-- EXTRACTED MATERIAL follows --

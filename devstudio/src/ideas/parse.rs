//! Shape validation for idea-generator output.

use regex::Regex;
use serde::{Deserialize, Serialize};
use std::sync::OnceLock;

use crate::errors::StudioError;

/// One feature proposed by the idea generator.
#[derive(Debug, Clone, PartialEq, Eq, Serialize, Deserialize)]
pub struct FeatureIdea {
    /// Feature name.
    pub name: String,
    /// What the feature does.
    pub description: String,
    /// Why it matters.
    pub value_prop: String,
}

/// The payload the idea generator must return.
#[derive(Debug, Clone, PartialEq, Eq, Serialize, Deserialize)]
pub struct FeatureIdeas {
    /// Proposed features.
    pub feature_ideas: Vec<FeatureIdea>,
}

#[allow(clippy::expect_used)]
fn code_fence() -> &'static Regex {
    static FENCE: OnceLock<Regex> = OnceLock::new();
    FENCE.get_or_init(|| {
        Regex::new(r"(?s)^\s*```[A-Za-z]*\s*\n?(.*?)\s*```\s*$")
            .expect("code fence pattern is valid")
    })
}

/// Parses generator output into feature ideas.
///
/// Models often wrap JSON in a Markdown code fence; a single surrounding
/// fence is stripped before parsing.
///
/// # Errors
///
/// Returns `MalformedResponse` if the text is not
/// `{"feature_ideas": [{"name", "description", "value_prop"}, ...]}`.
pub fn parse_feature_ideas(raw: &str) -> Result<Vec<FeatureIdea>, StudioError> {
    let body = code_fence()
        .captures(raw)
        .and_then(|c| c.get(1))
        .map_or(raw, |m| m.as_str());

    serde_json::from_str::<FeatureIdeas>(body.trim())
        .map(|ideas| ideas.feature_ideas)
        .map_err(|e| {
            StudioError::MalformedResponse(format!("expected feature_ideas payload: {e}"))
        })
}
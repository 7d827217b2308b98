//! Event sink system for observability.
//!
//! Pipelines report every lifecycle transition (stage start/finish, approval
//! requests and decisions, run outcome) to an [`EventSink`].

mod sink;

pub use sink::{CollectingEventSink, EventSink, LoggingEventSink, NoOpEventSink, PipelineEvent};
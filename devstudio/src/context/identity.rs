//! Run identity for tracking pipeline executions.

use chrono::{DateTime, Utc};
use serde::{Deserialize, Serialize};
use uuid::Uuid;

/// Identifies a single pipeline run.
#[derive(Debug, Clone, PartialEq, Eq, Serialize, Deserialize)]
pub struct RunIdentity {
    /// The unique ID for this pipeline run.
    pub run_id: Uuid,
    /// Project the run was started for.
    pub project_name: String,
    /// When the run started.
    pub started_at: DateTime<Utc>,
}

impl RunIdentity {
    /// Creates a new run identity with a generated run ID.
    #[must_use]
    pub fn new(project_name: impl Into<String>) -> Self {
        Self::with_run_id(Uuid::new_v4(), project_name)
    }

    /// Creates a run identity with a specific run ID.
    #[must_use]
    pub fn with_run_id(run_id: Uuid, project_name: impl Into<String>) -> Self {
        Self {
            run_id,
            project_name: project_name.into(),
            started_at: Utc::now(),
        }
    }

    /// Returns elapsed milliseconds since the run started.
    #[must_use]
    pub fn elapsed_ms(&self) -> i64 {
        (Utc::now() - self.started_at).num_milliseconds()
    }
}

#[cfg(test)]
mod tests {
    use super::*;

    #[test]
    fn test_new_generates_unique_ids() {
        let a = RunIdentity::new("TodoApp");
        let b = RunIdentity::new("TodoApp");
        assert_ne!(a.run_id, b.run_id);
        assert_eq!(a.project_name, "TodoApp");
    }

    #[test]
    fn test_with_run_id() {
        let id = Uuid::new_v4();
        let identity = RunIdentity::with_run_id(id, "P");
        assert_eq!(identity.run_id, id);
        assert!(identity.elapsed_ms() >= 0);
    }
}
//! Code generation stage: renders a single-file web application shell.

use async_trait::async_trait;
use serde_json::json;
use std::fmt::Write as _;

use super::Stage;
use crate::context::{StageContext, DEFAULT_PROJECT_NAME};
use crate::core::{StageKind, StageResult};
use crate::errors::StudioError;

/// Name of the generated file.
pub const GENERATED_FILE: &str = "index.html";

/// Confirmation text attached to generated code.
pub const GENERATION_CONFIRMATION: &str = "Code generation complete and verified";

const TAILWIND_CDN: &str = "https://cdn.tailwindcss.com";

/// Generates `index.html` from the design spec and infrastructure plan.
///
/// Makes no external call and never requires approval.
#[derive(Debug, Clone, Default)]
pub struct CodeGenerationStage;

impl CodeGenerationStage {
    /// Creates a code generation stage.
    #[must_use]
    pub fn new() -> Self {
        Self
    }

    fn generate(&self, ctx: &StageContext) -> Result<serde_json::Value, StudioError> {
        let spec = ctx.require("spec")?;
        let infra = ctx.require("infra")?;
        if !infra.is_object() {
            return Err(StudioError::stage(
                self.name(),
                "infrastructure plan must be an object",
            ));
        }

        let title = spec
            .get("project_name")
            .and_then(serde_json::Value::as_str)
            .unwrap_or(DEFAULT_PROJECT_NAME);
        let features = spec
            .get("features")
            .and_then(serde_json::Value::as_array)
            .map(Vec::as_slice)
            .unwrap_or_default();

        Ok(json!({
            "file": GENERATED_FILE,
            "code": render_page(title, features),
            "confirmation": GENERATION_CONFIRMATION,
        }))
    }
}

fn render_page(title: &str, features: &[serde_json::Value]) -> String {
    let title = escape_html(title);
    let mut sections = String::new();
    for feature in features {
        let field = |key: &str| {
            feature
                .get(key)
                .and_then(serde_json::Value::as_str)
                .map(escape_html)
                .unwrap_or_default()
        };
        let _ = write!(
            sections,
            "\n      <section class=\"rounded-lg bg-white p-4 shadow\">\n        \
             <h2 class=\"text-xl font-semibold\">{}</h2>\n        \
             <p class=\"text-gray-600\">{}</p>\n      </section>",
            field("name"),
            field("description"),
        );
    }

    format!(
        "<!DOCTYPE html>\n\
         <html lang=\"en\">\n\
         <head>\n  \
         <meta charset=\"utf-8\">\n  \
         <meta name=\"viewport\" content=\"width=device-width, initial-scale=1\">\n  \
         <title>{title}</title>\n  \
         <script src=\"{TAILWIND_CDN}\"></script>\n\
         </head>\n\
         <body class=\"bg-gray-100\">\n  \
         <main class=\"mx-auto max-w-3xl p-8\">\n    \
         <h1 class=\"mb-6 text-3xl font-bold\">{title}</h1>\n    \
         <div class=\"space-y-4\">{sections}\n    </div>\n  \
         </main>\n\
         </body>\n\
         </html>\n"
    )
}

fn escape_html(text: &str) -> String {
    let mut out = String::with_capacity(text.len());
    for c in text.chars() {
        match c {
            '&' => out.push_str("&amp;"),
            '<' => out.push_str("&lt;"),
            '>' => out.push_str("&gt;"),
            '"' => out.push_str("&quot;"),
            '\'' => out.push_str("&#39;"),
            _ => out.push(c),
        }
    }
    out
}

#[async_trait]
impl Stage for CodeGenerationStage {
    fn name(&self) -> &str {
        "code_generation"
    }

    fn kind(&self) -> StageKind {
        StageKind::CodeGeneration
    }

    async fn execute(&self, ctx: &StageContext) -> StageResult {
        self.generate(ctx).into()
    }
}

-- EXTRACTED MATERIAL concluded --

EXERCISE AIM: Give again each line of the listing above, keeping every word the same.

SOLVED EXERCISE:
filename devstudio/src/ideas/parse.rs
//! Shape validation for idea-generator output.

use regex::Regex;
use serde::{Deserialize, Serialize};
use std::sync::OnceLock;

use crate::errors::StudioError;

/// One feature proposed by the idea generator.
#[derive(Debug, Clone, PartialEq, Eq, Serialize, Deserialize)]
pub struct FeatureIdea {
    /// Feature name.
    pub name: String,
    /// What the feature does.
    pub description: String,
    /// Why it matters.
    pub value_prop: String,
}

/// The payload the idea generator must return.
#[derive(Debug, Clone, PartialEq, Eq, Serialize, Deserialize)]
pub struct FeatureIdeas {
    /// Proposed features.
    pub feature_ideas: Vec<FeatureIdea>,
}

#[allow(clippy::expect_used)]
fn code_fence() -> &'static Regex {
    static FENCE: OnceLock<Regex> = OnceLock::new();
    FENCE.get_or_init(|| {
        Regex::new(r"(?s)^\s*```[A-Za-z]*\s*\n?(.*?)\s*```\s*$")
            .expect("code fence pattern is valid")
    })
}

/// Parses generator output into feature ideas.
///
/// Models often wrap JSON in a Markdown code fence; a single surrounding
/// fence is stripped before parsing.
///
/// # Errors
///
/// Returns `MalformedResponse` if the text is not
/// `{"feature_ideas": [{"name", "description", "value_prop"}, ...]}`.
pub fn parse_feature_ideas(raw: &str) -> Result<Vec<FeatureIdea>, StudioError> {
    let body = code_fence()
        .captures(raw)
        .and_then(|c| c.get(1))
        .map_or(raw, |m| m.as_str());

    serde_json::from_str::<FeatureIdeas>(body.trim())
        .map(|ideas| ideas.feature_ideas)
        .map_err(|e| {
            StudioError::MalformedResponse(format!("expected feature_ideas payload: {e}"))
        })
}
repository 7d827217b2308b98
//! Event sink system for observability.
//!
//! Pipelines report every lifecycle transition (stage start/finish, approval
//! requests and decisions, run outcome) to an [`EventSink`].

mod sink;

pub use sink::{CollectingEventSink, EventSink, LoggingEventSink, NoOpEventSink, PipelineEvent};
filename devstudio/src/context/identity.rs
//! Run identity for tracking pipeline executions.

use chrono::{DateTime, Utc};
use serde::{Deserialize, Serialize};
use uuid::Uuid;

/// Identifies a single pipeline run.
#[derive(Debug, Clone, PartialEq, Eq, Serialize, Deserialize)]
pub struct RunIdentity {
    /// The unique ID for this pipeline run.
    pub run_id: Uuid,
    /// Project the run was started for.
    pub project_name: String,
    /// When the run started.
    pub started_at: DateTime<Utc>,
}

impl RunIdentity {
    /// Creates a new run identity with a generated run ID.
    #[must_use]
    pub fn new(project_name: impl Into<String>) -> Self {
        Self::with_run_id(Uuid::new_v4(), project_name)
    }

    /// Creates a run identity with a specific run ID.
    #[must_use]
    pub fn with_run_id(run_id: Uuid, project_name: impl Into<String>) -> Self {
        Self {
            run_id,
            project_name: project_name.into(),
            started_at: Utc::now(),
        }
    }

    /// Returns elapsed milliseconds since the run started.
    #[must_use]
    pub fn elapsed_ms(&self) -> i64 {
        (Utc::now() - self.started_at).num_milliseconds()
    }
}

#[cfg(test)]
mod tests {
    use super::*;

    #[test]
    fn test_new_generates_unique_ids() {
        let a = RunIdentity::new("TodoApp");
        let b = RunIdentity::new("TodoApp");
        assert_ne!(a.run_id, b.run_id);
        assert_eq!(a.project_name, "TodoApp");
    }

    #[test]
    fn test_with_run_id() {
        let id = Uuid::new_v4();
        let identity = RunIdentity::with_run_id(id, "P");
        assert_eq!(identity.run_id, id);
        assert!(identity.elapsed_ms() >= 0);
    }
}
//! Code generation stage: renders a single-file web application shell.

use async_trait::async_trait;
use serde_json::json;
use std::fmt::Write as _;

use super::Stage;
use crate::context::{StageContext, DEFAULT_PROJECT_NAME};
use crate::core::{StageKind, StageResult};
use crate::errors::StudioError;

/// Name of the generated file.
pub const GENERATED_FILE: &str = "index.html";

/// Confirmation text attached to generated code.
pub const GENERATION_CONFIRMATION: &str = "Code generation complete and verified";

const TAILWIND_CDN: &str = "https://cdn.tailwindcss.com";

/// Generates `index.html` from the design spec and infrastructure plan.
///
/// Makes no external call and never requires approval.
#[derive(Debug, Clone, Default)]
pub struct CodeGenerationStage;

impl CodeGenerationStage {
    /// Creates a code generation stage.
    #[must_use]
    pub fn new() -> Self {
        Self
    }

    fn generate(&self, ctx: &StageContext) -> Result<serde_json::Value, StudioError> {
        let spec = ctx.require("spec")?;
        let infra = ctx.require("infra")?;
        if !infra.is_object() {
            return Err(StudioError::stage(
                self.name(),
                "infrastructure plan must be an object",
            ));
        }

        let title = spec
            .get("project_name")
            .and_then(serde_json::Value::as_str)
            .unwrap_or(DEFAULT_PROJECT_NAME);
        let features = spec
            .get("features")
            .and_then(serde_json::Value::as_array)
            .map(Vec::as_slice)
            .unwrap_or_default();

        Ok(json!({
            "file": GENERATED_FILE,
            "code": render_page(title, features),
            "confirmation": GENERATION_CONFIRMATION,
        }))
    }
}

fn render_page(title: &str, features: &[serde_json::Value]) -> String {
    let title = escape_html(title);
    let mut sections = String::new();
    for feature in features {
        let field = |key: &str| {
            feature
                .get(key)
                .and_then(serde_json::Value::as_str)
                .map(escape_html)
                .unwrap_or_default()
        };
        let _ = write!(
            sections,
            "\n      <section class=\"rounded-lg bg-white p-4 shadow\">\n        \
             <h2 class=\"text-xl font-semibold\">{}</h2>\n        \
             <p class=\"text-gray-600\">{}</p>\n      </section>",
            field("name"),
            field("description"),
        );
    }

    format!(
        "<!DOCTYPE html>\n\
         <html lang=\"en\">\n\
         <head>\n  \
         <meta charset=\"utf-8\">\n  \
         <meta name=\"viewport\" content=\"width=device-width, initial-scale=1\">\n  \
         <title>{title}</title>\n  \
         <script src=\"{TAILWIND_CDN}\"></script>\n\
         </head>\n\
         <body class=\"bg-gray-100\">\n  \
         <main class=\"mx-auto max-w-3xl p-8\">\n    \
         <h1 class=\"mb-6 text-3xl font-bold\">{title}</h1>\n    \
         <div class=\"space-y-4\">{sections}\n    </div>\n  \
         </main>\n\
         </body>\n\
         </html>\n"
    )
}

fn escape_html(text: &str) -> String {
    let mut out = String::with_capacity(text.len());
    for c in text.chars() {
        match c {
            '&' => out.push_str("&amp;"),
            '<' => out.push_str("&lt;"),
            '>' => out.push_str("&gt;"),
            '"' => out.push_str("&quot;"),
            '\'' => out.push_str("&#39;"),
            _ => out.push(c),
        }
    }
    out
}

#[async_trait]
impl Stage for CodeGenerationStage {
    fn name(&self) -> &str {
        "code_generation"
    }

    fn kind(&self) -> StageKind {
        StageKind::CodeGeneration
    }

    async fn execute(&self, ctx: &StageContext) -> StageResult {
        self.generate(ctx).into()
    }
}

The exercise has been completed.